:: PROBLEM DETAILS ::
Using the data below, count the lines that carry the string "depth" and write only the count.

(Saved entries)
====

//! TUI widget rendering: history list, outline, context panel, messages, input.

use ratatui::Frame;
use ratatui::layout::{Constraint, Layout, Rect};
use ratatui::style::{Color, Modifier, Style};
use ratatui::text::{Line, Span};
use ratatui::widgets::{Block, Borders, List, ListItem, ListState, Paragraph, Wrap};

use crate::graph::Graph;
use crate::message::Message;
use crate::render::{hex_to_rgb, node_color};
use crate::session::SessionState;

/// Which pane receives keys.
#[derive(Debug, Clone, Copy, PartialEq, Eq)]
pub enum Focus {
    Input,
    History,
}

/// Everything one frame draws.
pub struct View<'a> {
    pub state: &'a SessionState,
    pub messages: &'a [Message],
    pub input: &'a str,
    pub focus: Focus,
    pub selected: usize,
    pub show_raw: bool,
    pub busy: Option<&'a str>,
    pub model: &'a str,
}

/// Render a single Message as a styled Line.
pub fn message_to_line(msg: &Message) -> Line<'static> {
    match msg {
        Message::Stage { stage, detail } => {
            let mut spans = vec![Span::styled(
                format!("[{stage}] "),
                Style::default().fg(Color::Cyan),
            )];
            if let Some(d) = detail {
                spans.push(Span::raw(d.clone()));
            }
            Line::from(spans)
        }
        Message::Notice { notice } => Line::from(vec![
            Span::styled("[notice] ", Style::default().fg(Color::Yellow)),
            Span::raw(notice.to_string()),
        ]),
        Message::Issue { text } => Line::from(vec![
            Span::styled("[issue] ", Style::default().fg(Color::Magenta)),
            Span::raw(text.clone()),
        ]),
        Message::MapReady {
            query,
            refined_query,
            nodes,
            edges,
        } => Line::from(vec![
            Span::styled("[map] ", Style::default().fg(Color::Green)),
            Span::styled(query.clone(), Style::default().add_modifier(Modifier::BOLD)),
            Span::styled(
                format!(" ({refined_query}) {nodes} nodes, {edges} edges"),
                Style::default().fg(Color::DarkGray),
            ),
        ]),
        Message::System { text } => Line::from(vec![Span::styled(
            text.clone(),
            Style::default().fg(Color::DarkGray),
        )]),
        Message::Error {
            code,
            message,
            help,
            raw,
        } => {
            let mut spans = vec![
                Span::styled(
                    format!("[error:{code}] "),
                    Style::default().fg(Color::Red).add_modifier(Modifier::BOLD),
                ),
                Span::raw(message.clone()),
            ];
            if let Some(h) = help {
                spans.push(Span::styled(
                    format!(" (help: {h})"),
                    Style::default().fg(Color::DarkGray),
                ));
            }
            if raw.is_some() {
                spans.push(Span::styled(
                    " /raw shows the model output",
                    Style::default().fg(Color::DarkGray),
                ));
            }
            Line::from(spans)
        }
    }
}

/// Outline rows colored by level.
pub fn outline_to_lines(graph: &Graph) -> Vec<Line<'static>> {
    graph
        .outline()
        .into_iter()
        .map(|row| {
            let node = &graph.nodes[row.node];
            let color = hex_to_rgb(node_color(node.level))
                .map(|(r, g, b)| Color::Rgb(r, g, b))
                .unwrap_or(Color::Green);
            let mut style = Style::default().fg(color);
            if node.importance >= 4 {
                style = style.add_modifier(Modifier::BOLD);
            }
            let mut spans = vec![
                Span::raw("  ".repeat(row.depth)),
                Span::styled(if row.depth == 0 { "◆ " } else { "• " }, style),
                Span::styled(node.label.clone(), style),
                Span::styled(
                    format!(" {}", "★".repeat(usize::from(node.importance))),
                    Style::default().fg(Color::DarkGray),
                ),
            ];
            if let Some(ref d) = node.description {
                spans.push(Span::styled(
                    format!("  {d}"),
                    Style::default().fg(Color::DarkGray),
                ));
            }
            Line::from(spans)
        })
        .collect()
}

/// Main TUI layout rendering.
pub fn render(frame: &mut Frame, view: &View<'_>) {
    let [header_area, body_area, messages_area, input_area, status_area] = Layout::vertical([
        Constraint::Length(1),
        Constraint::Fill(1),
        Constraint::Length(6),
        Constraint::Length(3),
        Constraint::Length(1),
    ])
    .areas(frame.area());

    let [history_area, map_area] =
        Layout::horizontal([Constraint::Percentage(25), Constraint::Fill(1)]).areas(body_area);
    let [outline_area, detail_area] =
        Layout::vertical([Constraint::Fill(2), Constraint::Fill(1)]).areas(map_area);

    // Header.
    let title = if view.state.current_query.is_empty() {
        String::new()
    } else {
        format!(" :: {}", view.state.current_query)
    };
    let header = Paragraph::new(Line::from(vec![
        Span::styled(
            " knowtree ",
            Style::default()
                .fg(Color::Black)
                .bg(Color::Green)
                .add_modifier(Modifier::BOLD),
        ),
        Span::raw(title),
    ]));
    frame.render_widget(header, header_area);

    render_history(frame, history_area, view);
    render_outline(frame, outline_area, view);
    render_detail(frame, detail_area, view);

    // Messages, newest at the bottom.
    let height = messages_area.height.saturating_sub(2) as usize;
    let skip = view.messages.len().saturating_sub(height);
    let lines: Vec<Line> = view.messages[skip..].iter().map(message_to_line).collect();
    let messages_widget = Paragraph::new(lines)
        .block(Block::default().borders(Borders::ALL))
        .wrap(Wrap { trim: false });
    frame.render_widget(messages_widget, messages_area);

    // Input.
    let input_style = if view.focus == Focus::Input {
        Style::default().fg(Color::White)
    } else {
        Style::default().fg(Color::DarkGray)
    };
    let input_widget = Paragraph::new(view.input)
        .block(Block::default().borders(Borders::ALL).title(" topic > "))
        .style(input_style);
    frame.render_widget(input_widget, input_area);

    // Status bar.
    let activity = match view.busy {
        Some(topic) => Span::styled(
            format!(" generating \"{topic}\"... "),
            Style::default().fg(Color::Yellow),
        ),
        None => Span::styled(" ready ", Style::default().fg(Color::DarkGray)),
    };
    let subscription = if view.state.is_subscribed {
        "subscribed"
    } else {
        "not subscribed"
    };
    let status = Paragraph::new(Line::from(vec![
        activity,
        Span::raw("| "),
        Span::styled(
            format!("model: {} ", view.model),
            Style::default().fg(Color::DarkGray),
        ),
        Span::raw("| "),
        Span::styled(
            format!("history: {} ", view.state.history.len()),
            Style::default().fg(Color::DarkGray),
        ),
        Span::raw("| "),
        Span::styled(
            format!("{subscription} "),
            Style::default().fg(Color::DarkGray),
        ),
        Span::raw("| "),
        Span::styled(
            "Tab focus · /raw · /html · /quit",
            Style::default().fg(Color::DarkGray),
        ),
    ]));
    frame.render_widget(status, status_area);
}

fn render_history(frame: &mut Frame, area: Rect, view: &View<'_>) {
    let items: Vec<ListItem> = view
        .state
        .history
        .labels()
        .into_iter()
        .map(|label| ListItem::new(label.to_string()))
        .collect();

    let border = if view.focus == Focus::History {
        Style::default().fg(Color::Green)
    } else {
        Style::default()
    };
    let list = List::new(items)
        .block(
            Block::default()
                .borders(Borders::ALL)
                .border_style(border)
                .title(" history "),
        )
        .highlight_style(Style::default().add_modifier(Modifier::REVERSED))
        .highlight_symbol("> ");

    let mut state = ListState::default();
    if !view.state.history.is_empty() {
        state.select(Some(view.selected));
    }
    frame.render_stateful_widget(list, area, &mut state);
}

fn render_outline(frame: &mut Frame, area: Rect, view: &View<'_>) {
    let block = Block::default().borders(Borders::ALL).title(" mind map ");
    let widget = match view.state.current_graph {
        Some(ref graph) if !graph.is_empty() => Paragraph::new(outline_to_lines(graph)),
        _ => Paragraph::new(Line::from(Span::styled(
            crate::render::PLACEHOLDER,
            Style::default().fg(Color::DarkGray),
        ))),
    };
    frame.render_widget(widget.block(block).wrap(Wrap { trim: false }), area);
}

fn render_detail(frame: &mut Frame, area: Rect, view: &View<'_>) {
    let (title, text) = if view.show_raw {
        (
            " raw model output ",
            view.state.last_raw_response.as_deref().unwrap_or(""),
        )
    } else {
        (" knowledge ", view.state.current_knowledge_context.as_str())
    };
    let widget = Paragraph::new(text.to_string())
        .block(Block::default().borders(Borders::ALL).title(title))
        .wrap(Wrap { trim: false });
    frame.render_widget(widget, area);
}
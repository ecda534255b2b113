//! Mind-map generation: one completion call with a fixed JSON-only prompt.

use crate::graph::MAX_PROMPTED_NODES;
use crate::llm::{CompletionModel, CompletionRequest, LlmError};

/// Build the generation prompt for `topic`, grounded on `context`.
pub fn mindmap_prompt(topic: &str, context: &str) -> String {
    format!(
        "\
Você é especialista em mapas mentais: árvores de conteúdos principais (\"nodes\") e suas conexões,
organizadas de forma didática.

Use as informações a seguir como contexto para o mapa mental:

{context}

1. Para cada conceito, informe o nome, a importância (número de 1 a 5) e o nível hierárquico (level).
2. Relacione os conceitos de forma coesa, refletindo a interdependência entre eles.
3. Siga uma hierarquia lógica: conceitos mais amplos no topo, subconceitos abaixo.
4. A saída deve ser JSON com exatamente duas chaves: \"nodes\" e \"edges\".
   - \"nodes\" é uma lista de objetos com \"id\", \"label\", \"importance\" e \"level\".
   - \"edges\" é uma lista de objetos com \"source\" e \"target\".
5. O JSON deve estar completo e válido, sem cortes.
6. Não escreva explicações nem texto antes ou depois do JSON, e não use blocos de código.
7. Não use indentação no JSON.
8. Use no máximo {MAX_PROMPTED_NODES} nodes.

Gere um mapa mental estruturado e detalhado para o tópico \"{topic}\"."
    )
}

/// Calls the model once at temperature 0 and returns the raw completion.
pub struct MapGenerator<M> {
    model: M,
    max_tokens: Option<u32>,
}

impl<M: CompletionModel> MapGenerator<M> {
    pub fn new(model: M, max_tokens: Option<u32>) -> Self {
        Self { model, max_tokens }
    }

    pub fn generate(&self, topic: &str, context: &str) -> Result<String, LlmError> {
        let prompt = mindmap_prompt(topic, context);
        let request = CompletionRequest::deterministic(&prompt).with_max_tokens(self.max_tokens);
        let raw = self.model.complete(&request)?;
        tracing::info!(
            topic,
            model = self.model.model_name(),
            response_chars = raw.chars().count(),
            "mind map generated"
        );
        Ok(raw)
    }
}

#[cfg(test)]
mod tests {
    use std::cell::Cell;

    use super::*;

    #[test]
    fn prompt_embeds_topic_context_and_contract() {
        let prompt = mindmap_prompt("Sistema Solar", "Page: Sol\nSummary: Estrela.");
        assert!(prompt.contains("\"Sistema Solar\""));
        assert!(prompt.contains("Page: Sol\nSummary: Estrela."));
        assert!(prompt.contains("\"nodes\" e \"edges\""));
        assert!(prompt.contains("\"source\" e \"target\""));
        assert!(prompt.contains("no máximo 30 nodes"));
    }

    #[test]
    fn prompt_tolerates_empty_context() {
        let prompt = mindmap_prompt("Vazio", "");
        assert!(prompt.contains("contexto para o mapa mental:\n\n\n\n1."));
    }

    struct Echo {
        max_tokens: Cell<Option<Option<u32>>>,
    }

    impl CompletionModel for Echo {
        fn complete(&self, request: &CompletionRequest<'_>) -> Result<String, LlmError> {
            self.max_tokens.set(Some(request.max_tokens));
            Ok(format!("{{\"nodes\":[],\"edges\":[]}} <- {}", request.prompt.len()))
        }

        fn model_name(&self) -> &str {
            "echo"
        }
    }

    #[test]
    fn generate_returns_raw_text_uncapped_by_default() {
        let model = Echo {
            max_tokens: Cell::new(None),
        };
        let raw = MapGenerator::new(&model, None).generate("Tema", "").unwrap();
        assert!(raw.starts_with("{\"nodes\":[],\"edges\":[]}"));
        assert_eq!(model.max_tokens.get(), Some(None));
    }
}
//! One user's session: the submit and history-pick state machine.
//!
//! A [`Session`] owns the [`SessionState`] for its lifetime. `submit` runs the
//! whole pipeline (refine, look up, generate, extract) and only on success
//! appends to history and promotes the new entry to current. Any failure
//! leaves the current map exactly as it was; the raw completion is kept in
//! `last_raw_response` so the user can inspect what the model produced.

use std::sync::Arc;

use unicode_normalization::UnicodeNormalization;

use crate::config::KnowtreeConfig;
use crate::error::{SessionError, SessionResult};
use crate::extract::extract;
use crate::generate::MapGenerator;
use crate::graph::Graph;
use crate::history::{History, HistoryEntry};
use crate::knowledge::{KnowledgeBase, compose_context};
use crate::llm::CompletionModel;
use crate::message::{Message, MessageSink, Notice};
use crate::refine::QueryRefiner;
use crate::render::{LayoutConfig, Rendered, render};

/// Tunables for one session, usually taken from [`KnowtreeConfig`].
#[derive(Debug, Clone)]
pub struct SessionOptions {
    pub refine_max_tokens: u32,
    pub generate_max_tokens: Option<u32>,
    pub top_k_results: usize,
    pub doc_content_chars_max: usize,
    pub history_capacity: Option<usize>,
    pub subscribed: bool,
    pub account_email: Option<String>,
}

impl From<&KnowtreeConfig> for SessionOptions {
    fn from(config: &KnowtreeConfig) -> Self {
        Self {
            refine_max_tokens: config.llm.refine_max_tokens,
            generate_max_tokens: config.llm.generate_max_tokens,
            top_k_results: config.knowledge.top_k_results,
            doc_content_chars_max: config.knowledge.doc_content_chars_max,
            history_capacity: config.history.capacity,
            subscribed: config.account.subscribed,
            account_email: config.account.email.clone(),
        }
    }
}

impl Default for SessionOptions {
    fn default() -> Self {
        Self::from(&KnowtreeConfig::default())
    }
}

/// Everything the display surfaces read.
#[derive(Debug, Default)]
pub struct SessionState {
    /// Topic of the displayed map, as typed. Empty before the first map.
    pub current_query: String,
    pub current_refined_query: String,
    pub current_graph: Option<Graph>,
    pub current_knowledge_context: String,
    /// Text of the most recent generation call, successful or not.
    pub last_raw_response: Option<String>,
    pub history: History,
    pub is_subscribed: bool,
    pub account_email: Option<String>,
}

impl SessionState {
    fn new(options: &SessionOptions) -> Self {
        Self {
            history: History::bounded(options.history_capacity),
            is_subscribed: options.subscribed,
            account_email: options.account_email.clone(),
            ..Default::default()
        }
    }

    fn promote(&mut self, entry: &HistoryEntry) {
        self.current_query = entry.query.clone();
        self.current_refined_query = entry.refined_query.clone();
        self.current_graph = Some(entry.response.clone());
        self.current_knowledge_context = entry.knowledge_context.clone();
    }
}

/// Wires the model and knowledge base into the generation pipeline.
pub struct Session<M, K> {
    model: M,
    knowledge: K,
    sink: Arc<dyn MessageSink>,
    options: SessionOptions,
    state: SessionState,
}

impl<M: CompletionModel, K: KnowledgeBase> Session<M, K> {
    pub fn new(model: M, knowledge: K, sink: Arc<dyn MessageSink>, options: SessionOptions) -> Self {
        let state = SessionState::new(&options);
        Self {
            model,
            knowledge,
            sink,
            options,
            state,
        }
    }

    pub fn state(&self) -> &SessionState {
        &self.state
    }

    pub fn history(&self) -> &History {
        &self.state.history
    }

    pub fn set_subscribed(&mut self, subscribed: bool) {
        self.state.is_subscribed = subscribed;
    }

    pub fn model_name(&self) -> &str {
        self.model.model_name()
    }

    /// Generate a map for `topic`; on success it becomes current and is
    /// appended to history.
    pub fn submit(&mut self, topic: &str) -> SessionResult<Arc<HistoryEntry>> {
        if !self.state.is_subscribed {
            return Err(self.report(SessionError::NotSubscribed));
        }
        let topic: String = topic.trim().nfc().collect();
        if topic.is_empty() {
            return Err(self.report(SessionError::EmptyTopic));
        }
        tracing::info!(topic = %topic, "generation requested");

        self.sink.emit(&Message::stage("refine", topic.as_str()));
        let refiner = QueryRefiner::new(&self.model, self.options.refine_max_tokens);
        let refinement = match refiner.refine(&topic) {
            Ok(r) => r,
            Err(e) => return Err(self.report(e.into())),
        };
        if let Some(reason) = refinement.skipped {
            self.sink.emit(&Message::notice(Notice::RefinementSkipped {
                reason: reason.to_string(),
            }));
        }
        let refined = refinement.topic;

        self.sink.emit(&Message::stage("lookup", refined.as_str()));
        let context = match self.knowledge.lookup(&refined) {
            Ok(excerpts) => {
                tracing::debug!(topic = %refined, excerpts = excerpts.len(), "knowledge found");
                compose_context(
                    &excerpts,
                    self.options.top_k_results,
                    self.options.doc_content_chars_max,
                )
            }
            Err(e) => {
                tracing::warn!(topic = %refined, error = %e, "knowledge lookup failed");
                self.sink.emit(&Message::notice(Notice::LookupFailed {
                    reason: e.to_string(),
                }));
                String::new()
            }
        };

        self.sink.emit(&Message::stage("generate", refined.as_str()));
        let generator = MapGenerator::new(&self.model, self.options.generate_max_tokens);
        let raw = match generator.generate(&refined, &context) {
            Ok(raw) => raw,
            Err(e) => return Err(self.report(e.into())),
        };
        self.state.last_raw_response = Some(raw.clone());

        let extraction = match extract(&raw) {
            Ok(x) => x,
            Err(e) => {
                tracing::warn!(topic = %refined, error = %e, "mind-map extraction failed");
                return Err(self.report(e.into()));
            }
        };

        for issue in extraction.graph.issues() {
            tracing::warn!(topic = %refined, %issue, "mind-map issue");
            self.sink.emit(&Message::Issue {
                text: issue.to_string(),
            });
        }

        let entry = self.state.history.append(HistoryEntry::new(
            topic,
            refined,
            extraction.graph,
            context,
        ));
        self.state.promote(&entry);
        tracing::info!(
            query = %entry.query,
            refined = %entry.refined_query,
            nodes = entry.response.nodes.len(),
            edges = entry.response.edges.len(),
            history = self.state.history.len(),
            "mind map ready"
        );
        self.announce(&entry);
        Ok(entry)
    }

    /// Make history entry `index` current. History itself is unchanged.
    pub fn pick(&mut self, index: usize) -> SessionResult<Arc<HistoryEntry>> {
        let entry = match self.state.history.select(index) {
            Ok(entry) => entry,
            Err(e) => return Err(self.report(e.into())),
        };
        self.state.promote(&entry);
        tracing::debug!(index, query = %entry.query, "history entry selected");
        self.announce(&entry);
        Ok(entry)
    }

    /// Visual form of the current map.
    pub fn render(&self, layout: &LayoutConfig) -> Rendered {
        render(self.state.current_graph.as_ref(), layout)
    }

    fn announce(&self, entry: &HistoryEntry) {
        self.sink.emit(&Message::MapReady {
            query: entry.query.clone(),
            refined_query: entry.refined_query.clone(),
            nodes: entry.response.nodes.len(),
            edges: entry.response.edges.len(),
        });
    }

    fn report(&self, err: SessionError) -> SessionError {
        let raw = match &err {
            SessionError::Extraction(e) => Some(e.raw_text()),
            _ => None,
        };
        self.sink.emit(&Message::from_diagnostic(&err, raw));
        err
    }
}

impl<M, K> std::fmt::Debug for Session<M, K> {
    fn fmt(&self, f: &mut std::fmt::Formatter<'_>) -> std::fmt::Result {
        f.debug_struct("Session")
            .field("options", &self.options)
            .field("state", &self.state)
            .finish_non_exhaustive()
    }
}
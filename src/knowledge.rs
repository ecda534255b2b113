//! Encyclopedia lookup that grounds the mind-map prompt.
//!
//! [`WikipediaClient`] searches one Wikipedia language edition through the
//! MediaWiki API, then fetches a plain-text extract for each hit in search
//! order. [`compose_context`] turns the excerpts into a single bounded context
//! string for the generation prompt.

use std::time::Duration;

use miette::Diagnostic;
use serde::{Deserialize, Serialize};
use thiserror::Error;

use crate::config::KnowledgeConfig;

/// Errors from the knowledge lookup.
#[derive(Debug, Error, Diagnostic)]
pub enum LookupError {
    #[error("knowledge lookup request failed: {message}")]
    #[diagnostic(
        code(knowtree::knowledge::request_failed),
        help("Check network connectivity and the configured Wikipedia language.")
    )]
    RequestFailed { message: String },

    #[error("knowledge base returned HTTP {status}")]
    #[diagnostic(
        code(knowtree::knowledge::status),
        help("The encyclopedia API rejected the request; retry later.")
    )]
    Status { status: u16 },

    #[error("failed to parse knowledge base response: {message}")]
    #[diagnostic(
        code(knowtree::knowledge::parse_error),
        help("The encyclopedia API returned an unexpected response format.")
    )]
    ParseError { message: String },
}

/// One article excerpt.
#[derive(Debug, Clone, PartialEq, Eq, Serialize, Deserialize)]
pub struct Excerpt {
    pub title: String,
    pub summary: String,
    #[serde(skip_serializing_if = "Option::is_none")]
    pub page_id: Option<u64>,
    #[serde(skip_serializing_if = "Option::is_none")]
    pub url: Option<String>,
}

impl Excerpt {
    pub fn new(title: impl Into<String>, summary: impl Into<String>) -> Self {
        Self {
            title: title.into(),
            summary: summary.into(),
            page_id: None,
            url: None,
        }
    }
}

/// A source of reference text for a topic.
pub trait KnowledgeBase {
    /// Excerpts for `topic`, most relevant first. No hits is `Ok(vec![])`.
    fn lookup(&self, topic: &str) -> Result<Vec<Excerpt>, LookupError>;
}

impl<K: KnowledgeBase + ?Sized> KnowledgeBase for &K {
    fn lookup(&self, topic: &str) -> Result<Vec<Excerpt>, LookupError> {
        (**self).lookup(topic)
    }
}

/// Join up to `max_results` excerpts into one context string, each summary
/// cut to `chars_max` characters.
pub fn compose_context(excerpts: &[Excerpt], max_results: usize, chars_max: usize) -> String {
    excerpts
        .iter()
        .take(max_results)
        .map(|e| {
            format!(
                "Page: {}\nSummary: {}",
                e.title,
                truncate_chars(e.summary.trim(), chars_max)
            )
        })
        .collect::<Vec<_>>()
        .join("\n\n")
}

/// At most `max` characters of `text`, never splitting a character.
pub fn truncate_chars(text: &str, max: usize) -> &str {
    match text.char_indices().nth(max) {
        Some((byte, _)) => &text[..byte],
        None => text,
    }
}

/// MediaWiki-backed knowledge base.
pub struct WikipediaClient {
    config: KnowledgeConfig,
    agent: ureq::Agent,
}

impl WikipediaClient {
    pub fn new(config: KnowledgeConfig) -> Self {
        let agent = ureq::AgentBuilder::new()
            .timeout(Duration::from_secs(config.timeout_secs))
            .user_agent(&config.user_agent)
            .build();
        Self { config, agent }
    }

    fn get(&self, params: &[(&str, &str)]) -> Result<String, LookupError> {
        let endpoint = self.config.endpoint();
        let mut req = self
            .agent
            .get(&endpoint)
            .query("format", "json")
            .query("formatversion", "2");
        for (k, v) in params {
            req = req.query(k, v);
        }
        match req.call() {
            Ok(resp) => resp.into_string().map_err(|e| LookupError::ParseError {
                message: e.to_string(),
            }),
            Err(ureq::Error::Status(status, _)) => Err(LookupError::Status { status }),
            Err(ureq::Error::Transport(transport)) => Err(LookupError::RequestFailed {
                message: transport.to_string(),
            }),
        }
    }

    fn search(&self, topic: &str) -> Result<Vec<SearchHit>, LookupError> {
        let limit = self.config.top_k_results.to_string();
        let body = self.get(&[
            ("action", "query"),
            ("list", "search"),
            ("srsearch", topic),
            ("srlimit", &limit),
            ("srprop", ""),
        ])?;
        parse_search(&body)
    }

    fn page(&self, title: &str) -> Result<Option<Excerpt>, LookupError> {
        let mut params = vec![
            ("action", "query"),
            ("prop", "extracts|info"),
            ("explaintext", "1"),
            ("redirects", "1"),
            ("titles", title),
        ];
        if self.config.load_all_available_meta {
            params.push(("inprop", "url"));
        }
        let body = self.get(&params)?;
        parse_page(&body, self.config.load_all_available_meta)
    }
}

impl KnowledgeBase for WikipediaClient {
    fn lookup(&self, topic: &str) -> Result<Vec<Excerpt>, LookupError> {
        let hits = self.search(topic)?;
        tracing::debug!(topic, hits = hits.len(), language = %self.config.language, "wikipedia search");

        let mut excerpts = Vec::with_capacity(hits.len());
        for hit in hits.iter().take(self.config.top_k_results) {
            if let Some(excerpt) = self.page(&hit.title)? {
                excerpts.push(excerpt);
            }
        }
        Ok(excerpts)
    }
}

impl std::fmt::Debug for WikipediaClient {
    fn fmt(&self, f: &mut std::fmt::Formatter<'_>) -> std::fmt::Result {
        f.debug_struct("WikipediaClient")
            .field("endpoint", &self.config.endpoint())
            .field("top_k_results", &self.config.top_k_results)
            .finish()
    }
}

#[derive(Debug, Deserialize)]
struct SearchHit {
    title: String,
}

#[derive(Deserialize)]
struct SearchResponse {
    #[serde(default)]
    query: Option<SearchQuery>,
}

#[derive(Deserialize)]
struct SearchQuery {
    #[serde(default)]
    search: Vec<SearchHit>,
}

#[derive(Deserialize)]
struct PageResponse {
    #[serde(default)]
    query: Option<PageQuery>,
}

#[derive(Deserialize)]
struct PageQuery {
    #[serde(default)]
    pages: Vec<Page>,
}

#[derive(Deserialize)]
struct Page {
    title: String,
    #[serde(default)]
    pageid: Option<u64>,
    #[serde(default)]
    extract: Option<String>,
    #[serde(default)]
    fullurl: Option<String>,
    #[serde(default)]
    missing: bool,
}

fn parse_search(body: &str) -> Result<Vec<SearchHit>, LookupError> {
    let parsed: SearchResponse = serde_json::from_str(body).map_err(|e| LookupError::ParseError {
        message: e.to_string(),
    })?;
    Ok(parsed.query.map(|q| q.search).unwrap_or_default())
}

/// First present page with a non-blank extract. `with_meta` keeps the page id
/// and URL.
fn parse_page(body: &str, with_meta: bool) -> Result<Option<Excerpt>, LookupError> {
    let parsed: PageResponse = serde_json::from_str(body).map_err(|e| LookupError::ParseError {
        message: e.to_string(),
    })?;
    Ok(parsed
        .query
        .and_then(|q| q.pages.into_iter().find(|p| !p.missing))
        .and_then(|p| {
            let summary = p.extract.filter(|s| !s.trim().is_empty())?;
            Some(Excerpt {
                title: p.title,
                summary,
                page_id: p.pageid.filter(|_| with_meta),
                url: p.fullurl.filter(|_| with_meta),
            })
        }))
}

====

:: PROBLEM SOLUTION ::
2